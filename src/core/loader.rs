// File: src/core/loader.rs
//! Word-by-word database loading and reference-range resolution.
//!
//! Accepted reference formats, all 1-based and inclusive:
//!   "32"           whole surah
//!   "32:5"         one verse
//!   "32:5:3"       one word
//!   "32:5-32:8"    verse range, valid across surahs
//!   "32:5:3-33:1:2" word range, valid across verses/surahs

use std::collections::{BTreeMap, HashMap};
use std::fs;
use std::path::Path;
use std::sync::OnceLock;

use regex::Regex;
use serde::Deserialize;

use crate::core::location::Location;
use crate::error::{PhonemizerError, Result};

fn rule_tag_re() -> &'static Regex {
    static RE: OnceLock<Regex> = OnceLock::new();
    RE.get_or_init(|| Regex::new(r"</?rule[^>]*?>").expect("static pattern"))
}

/// Remove embedded `<rule class=...>...</rule>` annotation spans, keeping the
/// script text between them.
pub fn strip_rule_tags(text: &str) -> String {
    rule_tag_re().replace_all(text, "").into_owned()
}

fn is_verse_number(text: &str) -> bool {
    let stripped = text.trim();
    !stripped.is_empty() && stripped.chars().all(|c| ('\u{0660}'..='\u{0669}').contains(&c))
}

#[derive(Deserialize)]
struct DbEntry {
    text: String,
}

/// The word-by-word scripture database, indexed by location triple.
pub struct WordDatabase {
    entries: BTreeMap<(u32, u32, u32), String>,
}

impl WordDatabase {
    pub fn from_path(path: &Path) -> Result<Self> {
        let raw = fs::read_to_string(path).map_err(|source| PhonemizerError::Io {
            path: path.to_path_buf(),
            source,
        })?;
        Self::from_json_str(&raw).map_err(|e| match e {
            PhonemizerError::Config(msg) => PhonemizerError::Config(format!("{}: {msg}", path.display())),
            other => other,
        })
    }

    pub fn from_json_str(json: &str) -> Result<Self> {
        let raw: HashMap<String, DbEntry> = serde_json::from_str(json)
            .map_err(|e| PhonemizerError::Config(format!("word database: {e}")))?;
        let mut entries = BTreeMap::new();
        for (key, entry) in raw {
            let loc = Location::from_key(&key)?;
            // Verse-number markers are layout, not recitation.
            if is_verse_number(&strip_rule_tags(&entry.text)) {
                log::debug!("skipping verse-number entry at {loc}");
                continue;
            }
            entries.insert((loc.surah, loc.verse, loc.word), entry.text);
        }
        Ok(Self { entries })
    }

    pub fn text(&self, loc: Location) -> Option<&str> {
        self.entries
            .get(&(loc.surah, loc.verse, loc.word))
            .map(String::as_str)
    }

    /// Resolve a reference into the ordered list of locations it covers.
    /// A malformed reference or one selecting nothing is rejected up front.
    pub fn keys_for_reference(&self, reference: &str) -> Result<Vec<Location>> {
        let (start, end) = match reference.split_once('-') {
            Some((left, right)) => (parse_endpoint(left)?, parse_endpoint(right)?),
            None => {
                let single = parse_endpoint(reference)?;
                (single, single)
            }
        };
        let lo = canonicalize(start, false);
        let hi = canonicalize(end, true);

        let selected: Vec<Location> = self
            .entries
            .range(lo..=hi)
            .map(|(&(s, v, w), _)| Location::new(s, v, w))
            .collect();

        if selected.is_empty() {
            return Err(PhonemizerError::InvalidReference(reference.to_string()));
        }
        Ok(selected)
    }
}

/// (surah, verse, word) with trailing components optional.
type Endpoint = (u32, Option<u32>, Option<u32>);

fn parse_endpoint(spec: &str) -> Result<Endpoint> {
    let bad = || PhonemizerError::InvalidReference(spec.to_string());
    let parts: Vec<u32> = spec
        .split(':')
        .map(|p| p.trim().parse::<u32>().map_err(|_| bad()))
        .collect::<Result<_>>()?;
    match parts.as_slice() {
        [s] => Ok((*s, None, None)),
        [s, v] => Ok((*s, Some(*v), None)),
        [s, v, w] => Ok((*s, Some(*v), Some(*w))),
        _ => Err(bad()),
    }
}

fn canonicalize(ep: Endpoint, is_end: bool) -> (u32, u32, u32) {
    let fill = if is_end { u32::MAX } else { 0 };
    let (s, v, w) = ep;
    (s, v.unwrap_or(fill), w.unwrap_or(fill))
}

#[derive(Deserialize)]
struct SpecialWordEntry {
    text: String,
    phonemes: Vec<String>,
    locations: Vec<String>,
}

#[derive(Deserialize)]
struct SpecialWordsFile {
    #[serde(default)]
    special_words: Vec<SpecialWordEntry>,
}

/// Irregular pronunciations that defeat the general rules, looked up by
/// location key.
#[derive(Default)]
pub struct SpecialWords {
    by_location: HashMap<(u32, u32, u32), Vec<String>>,
}

const BUNDLED_SPECIAL: &str = include_str!("../../data/special_words.json");

impl SpecialWords {
    pub fn from_path(path: &Path) -> Result<Self> {
        let raw = fs::read_to_string(path).map_err(|source| PhonemizerError::Io {
            path: path.to_path_buf(),
            source,
        })?;
        Self::from_json_str(&raw)
    }

    pub fn from_json_str(json: &str) -> Result<Self> {
        let file: SpecialWordsFile = serde_json::from_str(json)
            .map_err(|e| PhonemizerError::Config(format!("special words: {e}")))?;
        let mut by_location = HashMap::new();
        for entry in file.special_words {
            for key in &entry.locations {
                let loc = Location::from_key(key)?;
                log::debug!("special pronunciation for '{}' at {loc}", entry.text);
                by_location.insert((loc.surah, loc.verse, loc.word), entry.phonemes.clone());
            }
        }
        Ok(Self { by_location })
    }

    pub fn bundled() -> Result<Self> {
        Self::from_json_str(BUNDLED_SPECIAL)
    }

    pub fn phonemes_at(&self, loc: Location) -> Option<&[String]> {
        self.by_location
            .get(&(loc.surah, loc.verse, loc.word))
            .map(Vec::as_slice)
    }
}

###

EXERCISE OBJECTIVE:
Please repeat each entry. Keep every word the same.

OUTPUT BELOW:
filename src/core/loader.rs
// File: src/core/loader.rs
//! Word-by-word database loading and reference-range resolution.
//!
//! Accepted reference formats, all 1-based and inclusive:
//!   "32"           whole surah
//!   "32:5"         one verse
//!   "32:5:3"       one word
//!   "32:5-32:8"    verse range, valid across surahs
//!   "32:5:3-33:1:2" word range, valid across verses/surahs

use std::collections::{BTreeMap, HashMap};
use std::fs;
use std::path::Path;
use std::sync::OnceLock;

use regex::Regex;
use serde::Deserialize;

use crate::core::location::Location;
use crate::error::{PhonemizerError, Result};

fn rule_tag_re() -> &'static Regex {
    static RE: OnceLock<Regex> = OnceLock::new();
    RE.get_or_init(|| Regex::new(r"</?rule[^>]*?>").expect("static pattern"))
}

/// Remove embedded `<rule class=...>...</rule>` annotation spans, keeping the
/// script text between them.
pub fn strip_rule_tags(text: &str) -> String {
    rule_tag_re().replace_all(text, "").into_owned()
}

fn is_verse_number(text: &str) -> bool {
    let stripped = text.trim();
    !stripped.is_empty() && stripped.chars().all(|c| ('\u{0660}'..='\u{0669}').contains(&c))
}

#[derive(Deserialize)]
struct DbEntry {
    text: String,
}

/// The word-by-word scripture database, indexed by location triple.
pub struct WordDatabase {
    entries: BTreeMap<(u32, u32, u32), String>,
}

impl WordDatabase {
    pub fn from_path(path: &Path) -> Result<Self> {
        let raw = fs::read_to_string(path).map_err(|source| PhonemizerError::Io {
            path: path.to_path_buf(),
            source,
        })?;
        Self::from_json_str(&raw).map_err(|e| match e {
            PhonemizerError::Config(msg) => PhonemizerError::Config(format!("{}: {msg}", path.display())),
            other => other,
        })
    }

    pub fn from_json_str(json: &str) -> Result<Self> {
        let raw: HashMap<String, DbEntry> = serde_json::from_str(json)
            .map_err(|e| PhonemizerError::Config(format!("word database: {e}")))?;
        let mut entries = BTreeMap::new();
        for (key, entry) in raw {
            let loc = Location::from_key(&key)?;
            // Verse-number markers are layout, not recitation.
            if is_verse_number(&strip_rule_tags(&entry.text)) {
                log::debug!("skipping verse-number entry at {loc}");
                continue;
            }
            entries.insert((loc.surah, loc.verse, loc.word), entry.text);
        }
        Ok(Self { entries })
    }

    pub fn text(&self, loc: Location) -> Option<&str> {
        self.entries
            .get(&(loc.surah, loc.verse, loc.word))
            .map(String::as_str)
    }

    /// Resolve a reference into the ordered list of locations it covers.
    /// A malformed reference or one selecting nothing is rejected up front.
    pub fn keys_for_reference(&self, reference: &str) -> Result<Vec<Location>> {
        let (start, end) = match reference.split_once('-') {
            Some((left, right)) => (parse_endpoint(left)?, parse_endpoint(right)?),
            None => {
                let single = parse_endpoint(reference)?;
                (single, single)
            }
        };
        let lo = canonicalize(start, false);
        let hi = canonicalize(end, true);

        let selected: Vec<Location> = self
            .entries
            .range(lo..=hi)
            .map(|(&(s, v, w), _)| Location::new(s, v, w))
            .collect();

        if selected.is_empty() {
            return Err(PhonemizerError::InvalidReference(reference.to_string()));
        }
        Ok(selected)
    }
}

/// (surah, verse, word) with trailing components optional.
type Endpoint = (u32, Option<u32>, Option<u32>);

fn parse_endpoint(spec: &str) -> Result<Endpoint> {
    let bad = || PhonemizerError::InvalidReference(spec.to_string());
    let parts: Vec<u32> = spec
        .split(':')
        .map(|p| p.trim().parse::<u32>().map_err(|_| bad()))
        .collect::<Result<_>>()?;
    match parts.as_slice() {
        [s] => Ok((*s, None, None)),
        [s, v] => Ok((*s, Some(*v), None)),
        [s, v, w] => Ok((*s, Some(*v), Some(*w))),
        _ => Err(bad()),
    }
}

fn canonicalize(ep: Endpoint, is_end: bool) -> (u32, u32, u32) {
    let fill = if is_end { u32::MAX } else { 0 };
    let (s, v, w) = ep;
    (s, v.unwrap_or(fill), w.unwrap_or(fill))
}

#[derive(Deserialize)]
struct SpecialWordEntry {
    text: String,
    phonemes: Vec<String>,
    locations: Vec<String>,
}

#[derive(Deserialize)]
struct SpecialWordsFile {
    #[serde(default)]
    special_words: Vec<SpecialWordEntry>,
}

/// Irregular pronunciations that defeat the general rules, looked up by
/// location key.
#[derive(Default)]
pub struct SpecialWords {
    by_location: HashMap<(u32, u32, u32), Vec<String>>,
}

const BUNDLED_SPECIAL: &str = include_str!("../../data/special_words.json");

impl SpecialWords {
    pub fn from_path(path: &Path) -> Result<Self> {
        let raw = fs::read_to_string(path).map_err(|source| PhonemizerError::Io {
            path: path.to_path_buf(),
            source,
        })?;
        Self::from_json_str(&raw)
    }

    pub fn from_json_str(json: &str) -> Result<Self> {
        let file: SpecialWordsFile = serde_json::from_str(json)
            .map_err(|e| PhonemizerError::Config(format!("special words: {e}")))?;
        let mut by_location = HashMap::new();
        for entry in file.special_words {
            for key in &entry.locations {
                let loc = Location::from_key(key)?;
                log::debug!("special pronunciation for '{}' at {loc}", entry.text);
                by_location.insert((loc.surah, loc.verse, loc.word), entry.phonemes.clone());
            }
        }
        Ok(Self { by_location })
    }

    pub fn bundled() -> Result<Self> {
        Self::from_json_str(BUNDLED_SPECIAL)
    }

    pub fn phonemes_at(&self, loc: Location) -> Option<&[String]> {
        self.by_location
            .get(&(loc.surah, loc.verse, loc.word))
            .map(Vec::as_slice)
    }
}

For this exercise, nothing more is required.